I taught as a college lecturer for a few years and one of my courses was Environmental Studies, which got rave reviews and eventually additional sections were added for me to teach.

So here's a (yikes, long) thread with some nuance on how we shit on today's youth...
For starters, I designed the course in sections. In each section 2 or more views were presented regarding a policy issue. Sometimes there were 3 or 4 views, with nuance and overlap between them. Homework was reading or watching a video of these different views...
In class, we'd discuss or debate the views. I'd have to do a lot of recap (only about 50% did all the readings).
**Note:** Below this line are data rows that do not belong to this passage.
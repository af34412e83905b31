//! Property-based tests for the window and selection invariants.

use proptest::prelude::*;
use rand::rngs::StdRng;
use rand::SeedableRng;

use puzzlebox::config::TestDefinition;
use puzzlebox::select::AnswerSelector;
use puzzlebox::subject::{AnimalRecord, GlobalRecord, SlidingWindow};

// ============================================================================
// Strategies
// ============================================================================

/// Arbitrary mark sequences: raw trial counts with outcomes.
fn arb_marks() -> impl Strategy<Value = Vec<(usize, bool)>> {
    proptest::collection::vec((0usize..1000, any::<bool>()), 0..64)
}

fn shuffle_test() -> TestDefinition {
    let templates: Vec<String> =
        ["L-L", "R-R", "E-B", "I-N"].iter().map(|t| (*t).to_string()).collect();
    TestDefinition::parse("shuffle1", &templates).unwrap()
}

// ============================================================================
// Properties
// ============================================================================

proptest! {
    #![proptest_config(ProptestConfig::with_cases(100))]

    /// The window sum never exceeds the window length, and marking never
    /// changes the length.
    #[test]
    fn prop_window_sum_bounded_by_length(len in 1usize..32, marks in arb_marks()) {
        let mut window = SlidingWindow::new(len);
        for (count, success) in marks {
            window.mark(count, success);
            prop_assert!(window.sum() as usize <= window.len());
            prop_assert_eq!(window.len(), len);
        }
    }

    /// Resetting yields a zeroed window of exactly the requested length.
    #[test]
    fn prop_window_reset_zeroes(len in 1usize..32, next_len in 1usize..32, marks in arb_marks()) {
        let mut window = SlidingWindow::new(len);
        for (count, success) in marks {
            window.mark(count, success);
        }
        window.reset(next_len);
        prop_assert_eq!(window.len(), next_len);
        prop_assert_eq!(window.sum(), 0);
    }

    /// With no failures, the shuffle bag is a valid permutation that is
    /// replaced exactly at list boundaries and held in between.
    #[test]
    fn prop_shuffle_bag_replaced_only_at_boundaries(seed in any::<u64>()) {
        let test = shuffle_test();
        let len = test.trials().len();
        let mut selector = AnswerSelector::with_rng(StdRng::seed_from_u64(seed));
        let mut animal = AnimalRecord::default();
        animal.preference = Some(puzzlebox::Side::Left);
        let mut global = GlobalRecord::default();

        let mut previous_bag: Option<Vec<usize>> = None;
        for count in 0..3 * len {
            animal.trial_count = count;
            selector.next_trial(&test, &mut animal, &mut global).unwrap();

            let mut sorted = global.shuffle_order.clone();
            sorted.sort_unstable();
            prop_assert_eq!(sorted, (0..len).collect::<Vec<_>>());

            if count % len != 0 {
                // Mid-bag the permutation must be untouched.
                prop_assert_eq!(previous_bag.as_ref(), Some(&global.shuffle_order));
            }
            previous_bag = Some(global.shuffle_order.clone());
        }
    }

    /// A failure-retry at a bag boundary must not reshuffle.
    #[test]
    fn prop_shuffle_retry_preserves_bag(seed in any::<u64>()) {
        let test = shuffle_test();
        let len = test.trials().len();
        let mut selector = AnswerSelector::with_rng(StdRng::seed_from_u64(seed));
        let mut animal = AnimalRecord::default();
        animal.preference = Some(puzzlebox::Side::Left);
        let mut global = GlobalRecord::default();

        animal.trial_count = 0;
        selector.next_trial(&test, &mut animal, &mut global).unwrap();
        let bag = global.shuffle_order.clone();

        // The subject failed its way back to a boundary.
        animal.trial_count = len;
        animal.failed_current_trial = 1;
        selector.next_trial(&test, &mut animal, &mut global).unwrap();
        prop_assert_eq!(&global.shuffle_order, &bag);
    }

    /// Sequential selection is pure cycling: the answer depends only on
    /// the trial count modulo the list length.
    #[test]
    fn prop_sequential_selection_cycles(count in 0usize..1000, seed in any::<u64>()) {
        let templates: Vec<String> =
            ["L-L", "R-R", "E-B"].iter().map(|t| (*t).to_string()).collect();
        let test = TestDefinition::parse("fixed_order", &templates).unwrap();
        let mut selector = AnswerSelector::with_rng(StdRng::seed_from_u64(seed));
        let mut animal = AnimalRecord::default();
        animal.trial_count = count;
        let mut global = GlobalRecord::default();

        use puzzlebox::config::Answer;
        let expected = [Answer::Left, Answer::Right, Answer::Either][count % 3];
        let (answer, _) = selector.next_trial(&test, &mut animal, &mut global).unwrap();
        prop_assert_eq!(answer, expected);
    }
}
During discussions, people could take any view, but they *could not mischaracterize* a different viewpoint. Same went for the short essays (1 page) defending a view.
This wasn't a debate course. But I found it to be the most effective way to make the students consider how hard policy decisions are.
Many were stuck on the best decision given all the tradeoffs. This was for all sorts of decisions re: water rights, energy, species managt, etc.
I wanted to pull them away from the tired "those people just hate the environment argument" and it *mostly* worked. Many students said they felt less sure of what was always the right decision and there was a lot more to consider than they anticipated when starting the section.
The surprising thing is that many students (the ones who were engaged with material) said they "learned more in this course than in the rest of their college career", or that it had them "thinking more than any other course", and it "challenged their prior beliefs."
I don't say this to boast. I have to say it though to show a point, which is that I feel I was hardly a great instructor. I pulled in multiple other views written by others to facilitate learning and put a generally normal amount of effort in to get the materials ready. And yet,
If my course did all that for so many students, then there's a major problem. Students come to college to learn, thinking they are paying to expand their learning. But they end up with ideological instructors who teach them THEIR view, not the various views there are.
(As a side note, not everything has multiple views, but certainly my course did.)

Most students (75%) WANT to learn. They appreciate their brain thinking in new ways and sign up for courses that sound like they'll do this.
The academic institution is doing a MAJOR disservice by not exposing students to teachers who refuse to inject their ideology into the course. And yes, to be clear, my students never knew my view and it became a running joke. I argued every angle for them.
Not all students understand that this ideological injection is what's happening in many of their courses. When I was a student, I didnt see it either, but as I reflect back, I can see it clearly. The framing of issues and the "right side" is in everything.
In faculty meetings, I heard other instructors boast (public declarations are key to wokeness) about their ideology in class.

Ex: one instructor said she was no longer using the words male and female in genetics because "it's something I feel strongly about as the right thing"
One of the telltale signs that someone hasn't considered an opposing view is statements about another's intentions. I wouldnt allow this in my class because it's lazy thinking and shows you don't understand the material. Prime example:
"Some people just don't care about others. If you don't support X, you hate Y"

These are tired, lazy, and juvenile arguments that show no understanding of the arguments on the table.

Yet, this is how many colleges are teaching students how to think about issues.
So when it comes to thinking all these young people are dumb, I give a little pause as I consider the root cause.

Yes, it's up to each person to consider issues themselves. But a lot of these students are in massive debt AND did not get taught proper thinking skills.
Perhaps we need to be a bit more lenient on the young people but WAY more fierce about the institutions that have used them & spit them out

& it's time we truly find a better alternative "higher" education. There are still some good parts, but the tumor in academia is massive.